Se volvió hacia otro lado y permaneció callada durante un largo momento. Me volvió a mirar nuevamente.

—Pareces ser alguien al que le gusta la controversia… dándole amparo aquí a ese chico mientras lo estaba buscando la Policía. —Movió la cabeza—. Está bien, te lo diré. Sí, es verdad. Mi hijo no es realmente tu padre. Le pedí a Randolph que no se casase con esa pequeña sinvergüenza. Sabía lo que era y en qué se convertiría, pero, como todos los hombres, le hipnotizó la belleza superficial y su voz melosa y dulce. Incluso mi esposo estaba encantado con ella. Observé cómo ella movía los hombros y los deslumbraba con su risita tonta y su total desamparo —dijo, haciendo una mueca de asco con la boca—. A los hombres les encantan las mujeres desamparadas, sólo que ésta no lo era tanto como quería aparentar —agregó con una fría sonrisa en sus labios—. Especialmente cuando se trataba de satisfacer sus deseos.

»Siempre sabía lo que quería. Yo no quería que esa clase de mujer formara parte de mi familia, parte de esto…, este hotel —dijo extendiendo los brazos—. Pero discutir con hombres que están bajo el hechizo de una mujer es como tratar de detener una catarata. Si le haces frente demasiado tiempo, te ahogas.

»Así que me retiré, les advertí y luego me retiré. —Asintió recuperando su fría sonrisa—. Oh, ella simuló que quería ser responsable y respetable pero cada vez que yo le daba cualquier cosa seria para hacer, iba a Randolph a quejarse del trabajo y del esfuerzo, y él suplicaba para que fuese relevada de esto o aquello.

»Ya tenemos bastantes adornos para colgar en la pared y en el techo, le dije. No necesitamos más. Pero igualmente podía haber dirigido mis palabras a las paredes de este despacho.

»No pasó mucho tiempo antes de que comenzase a mostrar su verdadera naturaleza, coqueteando con todo el mundo que llevara pantalones. ¡No había forma de detenerla! ¡Era asqueroso! Traté de decírselo a Randolph, pero él estaba tan ciego respecto a eso como a todo lo demás. Cuando un hombre está tan deslumbrado por una mujer como él estaba, es lo mismo que si hubiese estado mirando directamente al sol. Después de eso, no ve nada.

»Así que cedí y naturalmente, como sin duda ya sabrás, tuvo un lío y se encontró con problemas. Yo podía haber echado a la pequeña sinvergüenza entonces. Debí de haberlo hecho —añadió con amargura—. Pero… quise proteger a Randolph y a la familia y a la reputación del hotel.

»Lo que hice, lo hice por el bien de todos y por el hotel y la familia, porque son uno y lo mismo.

—Pero Padre… Ormand Longchamp…

—Él aceptó el trato —dijo ella—. Sabía lo que estaba haciendo.

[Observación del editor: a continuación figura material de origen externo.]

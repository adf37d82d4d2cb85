//! Final report assembly.
//!
//! Pure composition: no I/O and no inference. Derived values (cost total,
//! timeline total, aggregate risk score) are recomputed here from the
//! parts rather than trusted from the stages, and the finished report is
//! validated before release.

use std::collections::HashMap;

use exportready_core::types::{
    ActionPlan, Certification, CostBreakdown, CostComponent, Degradation, Evidence,
    ExportReadinessReport, HsCodePrediction, QueryInput, ReportIntegrityError, ReportMeta, Risk,
    RoadmapStep, StepKind, Subsidy, Timeline, TimelinePhase, aggregate_risk_score,
};

/// Everything the stages produced for one query, ready to be composed.
pub struct ReportParts {
    pub query: QueryInput,
    pub hs: HsCodePrediction,
    pub certifications: Vec<Certification>,
    pub risks: Vec<Risk>,
    pub roadmap: Vec<RoadmapStep>,
    pub action_plan: ActionPlan,
    pub subsidies: Vec<Subsidy>,
    pub evidence: Vec<Evidence>,
    pub degradations: Vec<Degradation>,
    pub meta: ReportMeta,
}

/// Compose and validate the final report.
pub fn assemble_report(parts: ReportParts) -> Result<ExportReadinessReport, ReportIntegrityError> {
    let ReportParts {
        query,
        mut hs,
        mut certifications,
        risks,
        roadmap,
        action_plan,
        subsidies,
        evidence,
        degradations,
        meta,
    } = parts;

    certifications.sort_by(|a, b| {
        b.mandatory
            .cmp(&a.mandatory)
            .then(b.priority.cmp(&a.priority))
            .then(a.name.cmp(&b.name))
    });

    hs.confidence = hs.confidence.clamp(0.0, 1.0);
    for alternative in &mut hs.alternatives {
        alternative.confidence = alternative.confidence.clamp(0.0, 1.0);
    }

    let costs = CostBreakdown::from_components(
        certifications
            .iter()
            .map(|c| CostComponent {
                label: c.name.clone(),
                range: c.estimated_cost.clone(),
            })
            .collect(),
    );

    let manual_review_recommended = hs.needs_manual_review || !degradations.is_empty();

    let report = ExportReadinessReport {
        product_name: query.product_name.clone(),
        destination_country: query.destination_country.clone(),
        hs_code: hs,
        risk_score: aggregate_risk_score(&risks),
        risks,
        certifications,
        timeline: timeline_from_roadmap(&roadmap),
        costs,
        roadmap,
        action_plan,
        subsidies,
        evidence: dedupe_evidence(evidence),
        degradations,
        manual_review_recommended,
        meta,
    };

    report.validate()?;
    Ok(report)
}

/// Phase breakdown by step kind, in journey order. The total is the sum
/// of every step, so the phases always account for it exactly.
fn timeline_from_roadmap(roadmap: &[RoadmapStep]) -> Timeline {
    let order = [
        (StepKind::Registration, "Registration"),
        (StepKind::Certification, "Certification"),
        (StepKind::Mitigation, "Risk mitigation"),
        (StepKind::Logistics, "Logistics"),
    ];
    let phases: Vec<TimelinePhase> = order
        .iter()
        .filter_map(|(kind, name)| {
            let days: u32 = roadmap
                .iter()
                .filter(|s| s.kind == *kind)
                .map(|s| s.duration_days)
                .sum();
            (days > 0).then(|| TimelinePhase {
                name: name.to_string(),
                duration_days: days,
            })
        })
        .collect();

    Timeline {
        total_days: roadmap.iter().map(|s| s.duration_days).sum(),
        phases,
    }
}

/// Collapse evidence cited by several stages to one entry per chunk,
/// keeping the best rank, ordered best-first.
fn dedupe_evidence(evidence: Vec<Evidence>) -> Vec<Evidence> {
    let mut best: HashMap<String, Evidence> = HashMap::new();
    for item in evidence {
        match best.get(&item.chunk_id) {
            Some(existing) if existing.rank <= item.rank => {}
            _ => {
                best.insert(item.chunk_id.clone(), item);
            }
        }
    }
    let mut deduped: Vec<Evidence> = best.into_values().collect();
    deduped.sort_by(|a, b| a.rank.cmp(&b.rank).then(a.chunk_id.cmp(&b.chunk_id)));
    deduped
}

#[cfg(test)]
mod tests {
    use super::*;
    use chrono::Utc;
    use exportready_core::types::{
        BusinessType, CertificationType, CompanySize, EstimateProvenance, MoneyRange, Priority,
        Severity,
    };

    fn meta() -> ReportMeta {
        ReportMeta {
            generated_at: Utc::now(),
            engine_version: "test".to_string(),
            rule_table_version: "test".to_string(),
            embedding_model: None,
            generative_model: None,
        }
    }

    fn query() -> QueryInput {
        QueryInput {
            product_name: "Organic Turmeric Powder".to_string(),
            ingredients: None,
            image_summary: None,
            destination_country: "US".to_string(),
            business_type: BusinessType::Manufacturing,
            company_size: CompanySize::Micro,
            monthly_volume: None,
            price_range: None,
            payment_mode: None,
        }
    }

    fn hs() -> HsCodePrediction {
        HsCodePrediction {
            code: "0910.30".to_string(),
            confidence: 0.85,
            description: "Turmeric".to_string(),
            alternatives: vec![],
            evidence_refs: vec![],
            needs_manual_review: false,
        }
    }

    fn cert(name: &str, mandatory: bool, priority: Priority, cost: (u64, u64)) -> Certification {
        Certification {
            id: name.to_lowercase().replace(' ', "-"),
            name: name.to_string(),
            certification_type: CertificationType::Fda,
            mandatory,
            priority,
            estimated_cost: MoneyRange::inr(cost.0, cost.1),
            estimated_timeline_days: 30,
            provenance: EstimateProvenance::Verified,
            rationale: "test".to_string(),
            evidence_refs: vec![],
        }
    }

    fn evidence(chunk_id: &str, rank: usize) -> Evidence {
        Evidence {
            chunk_id: chunk_id.to_string(),
            source: "source".to_string(),
            snippet: "snippet".to_string(),
            country: None,
            certification_type: None,
            similarity: 0.8,
            rank,
        }
    }

    fn roadmap() -> Vec<RoadmapStep> {
        vec![
            RoadmapStep {
                number: 1,
                title: "Obtain IEC".to_string(),
                description: String::new(),
                kind: StepKind::Registration,
                duration_days: 7,
                depends_on: vec![],
            },
            RoadmapStep {
                number: 2,
                title: "Obtain FDA Registration".to_string(),
                description: String::new(),
                kind: StepKind::Certification,
                duration_days: 30,
                depends_on: vec![1],
            },
            RoadmapStep {
                number: 3,
                title: "Prepare first shipment".to_string(),
                description: String::new(),
                kind: StepKind::Logistics,
                duration_days: 3,
                depends_on: vec![1, 2],
            },
        ]
    }

    fn parts() -> ReportParts {
        ReportParts {
            query: query(),
            hs: hs(),
            certifications: vec![],
            risks: vec![],
            roadmap: roadmap(),
            action_plan: ActionPlan::empty(),
            subsidies: vec![],
            evidence: vec![],
            degradations: vec![],
            meta: meta(),
        }
    }

    #[test]
    fn certifications_order_mandatory_then_priority_then_name() {
        let mut p = parts();
        p.certifications = vec![
            cert("B Optional High", false, Priority::High, (0, 10)),
            cert("A Mandatory Low", true, Priority::Low, (0, 10)),
            cert("C Mandatory High", true, Priority::High, (0, 10)),
            cert("A Optional High", false, Priority::High, (0, 10)),
        ];
        let report = assemble_report(p).unwrap();
        let names: Vec<&str> = report.certifications.iter().map(|c| c.name.as_str()).collect();
        assert_eq!(
            names,
            vec![
                "C Mandatory High",
                "A Mandatory Low",
                "A Optional High",
                "B Optional High"
            ]
        );
    }

    #[test]
    fn cost_total_is_recomputed_from_certifications() {
        let mut p = parts();
        p.certifications = vec![
            cert("FDA Registration", true, Priority::High, (15_000, 40_000)),
            cert("Testing", false, Priority::Low, (5_000, 10_000)),
        ];
        let report = assemble_report(p).unwrap();
        assert_eq!(report.costs.total.min.amount, 20_000);
        assert_eq!(report.costs.total.max.amount, 50_000);
        assert!(report.costs.is_consistent());
    }

    #[test]
    fn timeline_phases_sum_to_total() {
        let report = assemble_report(parts()).unwrap();
        assert_eq!(report.timeline.total_days, 40);
        let phase_sum: u32 = report.timeline.phases.iter().map(|p| p.duration_days).sum();
        assert_eq!(phase_sum, 40);
        assert!(report.timeline.is_consistent());
        assert_eq!(report.timeline.phases[0].name, "Registration");
    }

    #[test]
    fn evidence_is_deduped_keeping_best_rank() {
        let mut p = parts();
        p.evidence = vec![
            evidence("chunk-a", 3),
            evidence("chunk-b", 1),
            evidence("chunk-a", 1),
        ];
        let report = assemble_report(p).unwrap();
        assert_eq!(report.evidence.len(), 2);
        assert!(report.evidence.iter().all(|e| e.rank == 1));
    }

    #[test]
    fn risk_score_is_recomputed() {
        let mut p = parts();
        p.risks = vec![
            Risk::new("a", "d", Severity::High, "m"),
            Risk::new("b", "d", Severity::Low, "m"),
        ];
        let report = assemble_report(p).unwrap();
        assert!((report.risk_score - 66.666_67).abs() < 0.01);
    }

    #[test]
    fn degradations_force_manual_review() {
        use exportready_core::types::DegradedComponent;
        let mut p = parts();
        p.degradations = vec![Degradation {
            component: DegradedComponent::Retrieval,
            reason: "index unreachable".to_string(),
        }];
        let report = assemble_report(p).unwrap();
        assert!(report.manual_review_recommended);
        assert!(report.is_degraded());
    }

    #[test]
    fn out_of_range_inputs_are_clamped_not_rejected() {
        let mut p = parts();
        p.hs.confidence = 1.7;
        let report = assemble_report(p).unwrap();
        assert_eq!(report.hs_code.confidence, 1.0);
    }

    #[test]
    fn invalid_certification_fails_assembly() {
        let mut p = parts();
        let mut bad = cert("Broken", true, Priority::High, (0, 10));
        bad.estimated_timeline_days = 0;
        p.certifications = vec![bad];
        assert!(matches!(
            assemble_report(p).unwrap_err(),
            ReportIntegrityError::InvalidCertification(_)
        ));
    }
}
//! HS code prediction: retrieval + rule hint + generative model, fused.
//!
//! The model proposes a code; the rule table's chapter hint arbitrates it.
//! Chapter agreement boosts the fused confidence, disagreement caps it and
//! flags manual review with both codes surfaced. When the model is
//! unavailable the predictor falls back to the rule hint, then to any code
//! quoted in retrieved text, and never fails the report.

use std::sync::{Arc, LazyLock};
use std::time::Duration;

use exportready_core::category::ProductCategory;
use exportready_core::types::{
    Degradation, DegradedComponent, HsCodeAlternative, HsCodePrediction, QueryInput, hs_chapter,
};
use exportready_rag::RetrievedEvidence;
use exportready_rules::HsChapterHint;
use regex::Regex;
use serde::Deserialize;

use crate::backend::{CompletionRequest, GenerativeBackend};
use crate::config::{FusionConfig, PipelineConfig};
use crate::fusion::{Agreement, FusionSignals, ScoreFusion, WeightedFusion};
use crate::prompts;
use crate::structured::complete_structured_with_retry;

/// Alternatives kept on a prediction after deduplication.
const MAX_ALTERNATIVES: usize = 4;

/// Placeholder when no rule hint, no model output, and no quoted code
/// exists. Chapter 99 is unused by the Harmonized System.
const UNCLASSIFIED_CODE: &str = "9999.99";

static QUOTED_CODE: LazyLock<Regex> =
    LazyLock::new(|| Regex::new(r"\b\d{4}\.\d{2}\b|\b\d{6}\b").unwrap());

/// What the model is asked to return for a classification request.
#[derive(Debug, Deserialize)]
struct ModelHsResponse {
    code: String,
    #[serde(default)]
    confidence: f32,
    #[serde(default)]
    description: String,
    #[serde(default)]
    alternatives: Vec<ModelHsAlternative>,
}

#[derive(Debug, Deserialize)]
struct ModelHsAlternative {
    code: String,
    #[serde(default)]
    confidence: f32,
}

/// A prediction plus the degradation record, when the model path failed.
#[derive(Debug)]
pub struct HsOutcome {
    pub prediction: HsCodePrediction,
    pub degradation: Option<Degradation>,
}

/// Fuses rule hints, retrieval evidence, and model output into one
/// classification.
pub struct HsPredictor {
    fusion: Arc<dyn ScoreFusion>,
    config: FusionConfig,
    model_timeout: Duration,
    retry_backoff: Duration,
}

impl HsPredictor {
    pub fn new(config: &PipelineConfig) -> HsPredictor {
        HsPredictor::with_fusion(config, Arc::new(WeightedFusion::new(config.fusion.clone())))
    }

    /// Swap in a different scoring strategy; everything else unchanged.
    pub fn with_fusion(config: &PipelineConfig, fusion: Arc<dyn ScoreFusion>) -> HsPredictor {
        HsPredictor {
            fusion,
            config: config.fusion.clone(),
            model_timeout: config.model_timeout,
            retry_backoff: config.retry_backoff,
        }
    }

    /// Predict the HS code for one product. Never errors: a failed model
    /// call degrades to the rule/retrieval fallback.
    pub async fn predict(
        &self,
        backend: &dyn GenerativeBackend,
        query: &QueryInput,
        category: ProductCategory,
        hint: Option<&HsChapterHint>,
        evidence: &[RetrievedEvidence],
    ) -> HsOutcome {
        let request = CompletionRequest::new(
            &prompts::hs_system_prompt(),
            &prompts::hs_user_prompt(query, category, hint, evidence),
        );

        match complete_structured_with_retry::<ModelHsResponse>(
            backend,
            &request,
            self.model_timeout,
            self.retry_backoff,
        )
        .await
        {
            Ok(model) if !model.code.trim().is_empty() => self.fused(model, hint, evidence),
            Ok(_) => self.fallback(hint, evidence, "model returned an empty code".to_string()),
            Err(error) => self.fallback(hint, evidence, error.to_string()),
        }
    }

    fn fused(
        &self,
        model: ModelHsResponse,
        hint: Option<&HsChapterHint>,
        evidence: &[RetrievedEvidence],
    ) -> HsOutcome {
        let code = model.code.trim().to_string();
        let agreement = match hint {
            None => Agreement::Unknown,
            Some(hint) => match hs_chapter(&code) {
                Some(chapter) if chapter == hint.chapter => Agreement::Agrees,
                Some(_) => Agreement::Disagrees,
                None => Agreement::Unknown,
            },
        };

        let signals = FusionSignals {
            rule: hint.map(|_| 1.0),
            retrieval: evidence.first().map(|e| e.similarity),
            model: Some(model.confidence.clamp(0.0, 1.0)),
            agreement,
        };
        let confidence = self.fusion.fuse(&signals);

        let mut alternatives: Vec<HsCodeAlternative> = model
            .alternatives
            .into_iter()
            .filter(|a| !a.code.trim().is_empty() && a.code.trim() != code)
            .map(|a| HsCodeAlternative {
                code: a.code.trim().to_string(),
                confidence: a.confidence.clamp(0.0, 1.0),
            })
            .collect();
        if agreement == Agreement::Disagrees {
            if let Some(hint) = hint {
                if hint.default_code != code {
                    alternatives.push(HsCodeAlternative {
                        code: hint.default_code.clone(),
                        confidence,
                    });
                }
            }
        }
        alternatives.sort_by(|a, b| {
            b.confidence
                .partial_cmp(&a.confidence)
                .unwrap_or(std::cmp::Ordering::Equal)
        });
        let mut seen = std::collections::HashSet::new();
        alternatives.retain(|a| seen.insert(a.code.clone()));
        alternatives.truncate(MAX_ALTERNATIVES);

        let description = if model.description.trim().is_empty() {
            hint.map(|h| h.description.clone())
                .unwrap_or_else(|| "Unverified classification".to_string())
        } else {
            model.description.trim().to_string()
        };

        HsOutcome {
            prediction: HsCodePrediction {
                code,
                confidence,
                description,
                alternatives,
                evidence_refs: evidence_ids(evidence),
                needs_manual_review: agreement == Agreement::Disagrees
                    || confidence < self.config.verified_threshold,
            },
            degradation: None,
        }
    }

    /// Model-free prediction from the rule hint or retrieved text, with
    /// confidence held at or below the fallback ceiling.
    fn fallback(
        &self,
        hint: Option<&HsChapterHint>,
        evidence: &[RetrievedEvidence],
        reason: String,
    ) -> HsOutcome {
        let signals = FusionSignals {
            rule: hint.map(|_| 1.0),
            retrieval: evidence.first().map(|e| e.similarity),
            model: None,
            agreement: Agreement::Unknown,
        };
        let confidence = self.fusion.fuse(&signals).min(self.config.fallback_ceiling);

        let (code, description) = if let Some(hint) = hint {
            (hint.default_code.clone(), hint.description.clone())
        } else if let Some((code, source)) = quoted_code(evidence) {
            (code, format!("Code cited in {source}"))
        } else {
            (
                UNCLASSIFIED_CODE.to_string(),
                "Unclassified; no rule hint or reference code available".to_string(),
            )
        };

        HsOutcome {
            prediction: HsCodePrediction {
                code,
                confidence,
                description,
                alternatives: Vec::new(),
                evidence_refs: evidence_ids(evidence),
                needs_manual_review: true,
            },
            degradation: Some(Degradation {
                component: DegradedComponent::HsModel,
                reason,
            }),
        }
    }
}

fn evidence_ids(evidence: &[RetrievedEvidence]) -> Vec<String> {
    evidence.iter().map(|e| e.chunk.id.clone()).collect()
}

/// First HS-shaped code quoted in the retrieved text, best-ranked chunk
/// first.
fn quoted_code(evidence: &[RetrievedEvidence]) -> Option<(String, String)> {
    for item in evidence {
        if let Some(found) = QUOTED_CODE.find(&item.chunk.text) {
            return Some((found.as_str().to_string(), item.chunk.source.clone()));
        }
    }
    None
}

—Pero tú le dijiste que todo el mundo lo quería así, ¿no es verdad? Creyó que estaba haciendo lo que Randolph y mi madre deseaban, ¿verdad? ¿No es así? —perseveré cuando no me respondió.

—Randolph no sabe lo que quiere, nunca lo ha sabido. Siempre tomé las decisiones correctas por él. Casarse con ella —me dijo inclinándose sobre el escritorio—. Es la única vez que él ha ido en contra de mis deseos y mira cómo ha resultado.

—Pero Ormand creía…

—Sí, sí, él lo pensó, pero le pagué generosamente y evité que la Policía lo encontrase. Fue culpa suya si lo cogieron. Debió quedarse más al Norte y no haber venido jamás a Richmond.

—Pero él no merece estar en la cárcel —insistí—. No es justo.